Two Hundred Years of Pride and Prejudice

Two Hundred Years of Pride and Prejudice

On January 27, 1813, a novel in three volumes was published in London by The Author of Sense and Sensibility
The title Pride and Prejudice may have come from a paragraph in one of the novels of Fanny Burney, Cecilia (1782).
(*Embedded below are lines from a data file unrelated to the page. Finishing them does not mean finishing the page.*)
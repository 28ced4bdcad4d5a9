#![forbid(unsafe_code)]
#![deny(
    warnings,
    dead_code,
    unused,
    unused_imports,
    unused_must_use,
    unreachable_pub,
    clippy::all,
    clippy::pedantic,
    clippy::nursery,
    rustdoc::broken_intra_doc_links,
    rustdoc::bare_urls,
    missing_docs
)]

//! Logging primitives shared across the lclog workspace.
//!
//! Layout:
//! - `init.rs`: subscriber installation and logging configuration
//! - `error.rs`: error type surfaced by the installers

pub mod error;
pub mod init;

pub use error::{Result, TelemetryError};
pub use init::{
    DEFAULT_LOG_LEVEL, LogFormat, LoggingConfig, build_sha, init_logging, log_format_from_str,
};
“…if to PRIDE and PREJUDICE you owe your miseries, so wonderfully is good and evil balanced, that to PRIDE and PREJUDICE you will also owe their termination.”
  Austen admired Burney’s work, and J. Austen is listed as one of the subscribers to Burney’s novel Camilla, published in 1796

 

Austen received £110 for the novel’s copyright from Publisher Thomas Egerton, who subsequently made a handsome profit from several editions of Pride and Prejudice.   The novel has been in the pubic domain for many decades and is estimated to have sold over 20 million copies worldwide, not to mention many adaptations for the stage and screen.  In almost all listings of the best and/or most beloved novels, Pride and Prejudice tops all others — or comes very close.
 
 
 
Pride and Prejudice was first drafted as First Impressions in 1796 and 1797 when Jane Austen was about 21 years of age.  She had spent her childhood in a lively family, often entertaining her parents, brothers, her sister Cassandra, with her sometimes silly and sometimes witty stories. 
 
 
 This year the 200th anniversary of Pride and Prejudice is being observed worldwide in all imaginable ways.  In the next few months, we will discuss a few of them now and then.
 
 
One of the most-looked-forward-to books is The Cambridge Companion to Pride ad Prejudice, edited by Janet Todd.. This much-anticipated volume will be available in April.
 
 
 
 
 
For more information on this volume, click here.

l-r, Liz Philosophos Cooper, JASNA-WI outgoing regional coordinator;
UW Professor Emily Auerbach; and current regional coordinator Judy Beine
at the 2012 Jane Austen Birthday Celebration, December 15, in Milwaukee, WI

 Last December, Professor Emily Auerbach of the University of Wisconsin presented a preview of her chapter of the Cambridge Companion at the JASNA-WI celebration of Jane Austen’s Birthday.

Dr. Auerbach, who is the author of Searching for Jane Austen and teaches Austen’s works to students of many ages and backgrounds, in the classroom and on radio, has written the Cambridge Companion Chapter on “Pride and Proliferation.”  She admitted that any discussion of the many sequels, prequels, continuations, adaptations, and mash-ups would be immediately outdated by new offerings almost every week.

Some books combine characters from some or all of Austen’s novels. Zombies, vampires and werewolves have invaded some versions of Meryton. Others are set in new time periods, even into the future, and in new locations, from Boca Raton to Mumbai.

Particularly popular have been further stories of the Bennet girls, Anne de Bourgh and especially Georgiana Darcy who alone has been married innumerable times in fan fiction.  The fates of unborn children of the Darcys, Bingleys, Collinses and many more characters are imagined.
 
 
 
All of this attention, Auerbach tells us, confirms Austen as a full-fledged BRAND, in the 21st century sense of the word. But even for the most devoted Janeite, this bewildering proliferation of tales also confirms our incurable addition to Jane Austen and her universal characters who transcend all categories to prove the power of her sparkling novel.